//! Loading objects written by [`SaveContext`](super::SaveContext).

use std::collections::HashMap;

use tracing::{debug, trace};

use super::object::{ObjectPtr, WeakObjectPtr};
use super::registry::TypeRegistry;
use super::save::{relative_path, DATA_ENTRY, IO_VERSION_ENTRY, TYPE_ENTRY};
use crate::io::{EntryPath, IndexedIoPtr, Leaf, MissingBehaviour};
use crate::util::{Error, InternedString, Result};

/// Bookkeeping shared by all contexts of one top-level load.
pub(crate) struct LoadSession {
    root: IndexedIoPtr,
    root_path: EntryPath,
    registry: TypeRegistry,
    loaded: HashMap<Vec<InternedString>, ObjectPtr>,
}

/// Handed to [`Object::load`](super::Object::load); scoped to one object.
pub struct LoadContext<'a> {
    io: IndexedIoPtr,
    target: WeakObjectPtr,
    session: &'a mut LoadSession,
}

impl<'a> LoadContext<'a> {
    /// Directory holding this object's layers.
    pub fn raw_container(&self) -> &IndexedIoPtr {
        &self.io
    }

    /// Handle of the object being loaded.
    pub fn current_target(&self) -> WeakObjectPtr {
        self.target.clone()
    }

    /// Open the `data` directory of one class layer.
    ///
    /// `io_version` holds the version this library writes and receives the
    /// stored one. Newer stored versions are rejected.
    pub fn container(&self, type_name: &str, io_version: &mut u32) -> Result<IndexedIoPtr> {
        let layer = self.io.subdirectory(type_name)?;
        let stored = layer.read_u32(IO_VERSION_ENTRY)?;
        if stored > *io_version {
            return Err(Error::IncompatibleVersion {
                type_name: type_name.to_string(),
                found: stored,
                supported: *io_version,
            });
        }
        *io_version = stored;
        layer.subdirectory(DATA_ENTRY)
    }

    /// Load the object stored as `name` inside `container`.
    ///
    /// A directory holds the object itself; a leaf is a reference to an
    /// object stored elsewhere in the same session.
    pub fn load(&mut self, container: &IndexedIoPtr, name: &str) -> Result<ObjectPtr> {
        let entry = container.entry(name)?;
        let path = if entry.is_directory() {
            let mut path = relative_path(&container.path(), &self.session.root_path)?;
            path.push(InternedString::from(name));
            path
        } else {
            match container.read(name)? {
                Leaf::InternedStringArray(path) => path,
                Leaf::String(path) => path
                    .split('/')
                    .filter(|p| !p.is_empty())
                    .map(InternedString::from)
                    .collect(),
                other => {
                    return Err(Error::EntryTypeMismatch {
                        name: name.to_string(),
                        expected: "InternedStringArray".to_string(),
                        actual: other.data_type().to_string(),
                    })
                }
            }
        };
        self.load_path(path)
    }

    fn load_path(&mut self, path: Vec<InternedString>) -> Result<ObjectPtr> {
        if let Some(existing) = self.session.loaded.get(&path) {
            trace!(path = ?path, "load reference");
            return Ok(existing.clone());
        }

        let mut absolute: Vec<InternedString> = self.session.root_path.to_vec();
        absolute.extend(path.iter().cloned());
        let dir = self
            .session
            .root
            .directory(&absolute, MissingBehaviour::ThrowIfMissing)?
            .ok_or_else(|| Error::EntryNotFound(join(&path)))?;

        let type_name = dir.read_string(TYPE_ENTRY)?;
        trace!(path = ?path, type_name, "load object");
        let object = self.session.registry.create_named(&type_name)?;
        self.session.loaded.insert(path, object.clone());

        let mut ctx = LoadContext {
            io: dir.subdirectory(DATA_ENTRY)?,
            target: object.downgrade(),
            session: &mut *self.session,
        };
        object.write().load(&mut ctx)?;
        Ok(object)
    }
}

fn join(path: &[InternedString]) -> String {
    path.iter().map(|p| p.as_str()).collect::<Vec<_>>().join("/")
}

/// Load the object stored as `io/name`.
pub(crate) fn load_object(io: &IndexedIoPtr, name: &str, registry: &TypeRegistry) -> Result<ObjectPtr> {
    debug!(path = %io.path_string(), name, "load");
    let mut session = LoadSession {
        root: io.clone(),
        root_path: io.path(),
        registry: registry.clone(),
        loaded: HashMap::new(),
    };
    let mut ctx = LoadContext {
        io: io.clone(),
        target: WeakObjectPtr::new(),
        session: &mut session,
    };
    let object = ctx.load(io, name)?;
    debug!(objects = session.loaded.len(), "load complete");
    Ok(object)
}

#[cfg(test)]
mod tests {
    use super::*;
    use crate::data::{IntData, StringData};
    use crate::io::MemoryIndexedIo;
    use crate::objects::CompoundObject;

    #[test]
    fn test_round_trip_shares_members() {
        let member = ObjectPtr::new(StringData::new("shared".to_string()));
        let mut c = CompoundObject::new();
        c.insert("a", member.clone());
        c.insert("b", member);
        c.insert("n", ObjectPtr::new(IntData::new(3)));
        let src = ObjectPtr::new(c);

        let io = MemoryIndexedIo::create();
        src.save(&io, "c").unwrap();
        let loaded = ObjectPtr::load(&io, "c").unwrap();
        assert!(loaded.is_equal_to(&src));

        let c = loaded.downcast_ref::<CompoundObject>().unwrap();
        assert!(c.get("a").unwrap().ptr_eq(c.get("b").unwrap()));
    }

    #[test]
    fn test_legacy_string_reference() {
        let io = MemoryIndexedIo::create();
        ObjectPtr::new(IntData::new(9)).save(&io, "value").unwrap();
        io.write_value("alias", "value".to_string()).unwrap();

        let loaded = ObjectPtr::load(&io, "alias").unwrap();
        assert_eq!(*loaded.downcast_ref::<IntData>().unwrap().value(), 9);
    }

    #[test]
    fn test_newer_version_rejected() {
        let io = MemoryIndexedIo::create();
        ObjectPtr::new(IntData::new(1)).save(&io, "v").unwrap();

        let layer = io.create_subdirectory("w").unwrap();
        layer.write_value("type", "IntData".to_string()).unwrap();
        let stored = layer.create_subdirectory("data").unwrap().create_subdirectory("IntData").unwrap();
        stored.write_value("ioVersion", 99u32).unwrap();
        stored.create_subdirectory("data").unwrap().write_value("value", 1i32).unwrap();

        let err = ObjectPtr::load(&io, "w").unwrap_err();
        assert!(matches!(err, Error::IncompatibleVersion { found: 99, .. }));
    }

    #[test]
    fn test_unknown_type_name() {
        let io = MemoryIndexedIo::create();
        let dir = io.create_subdirectory("x").unwrap();
        dir.write_value("type", "NoSuchType".to_string()).unwrap();
        dir.create_subdirectory("data").unwrap();
        assert!(matches!(ObjectPtr::load(&io, "x"), Err(Error::UnregisteredType(_))));
    }
}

▬▬▬▬▬▬▬▬▬▬

__ACTION ITEM__
Would you give the number of lines above that hold "struct"? Only the number is needed.

__RESULT__
2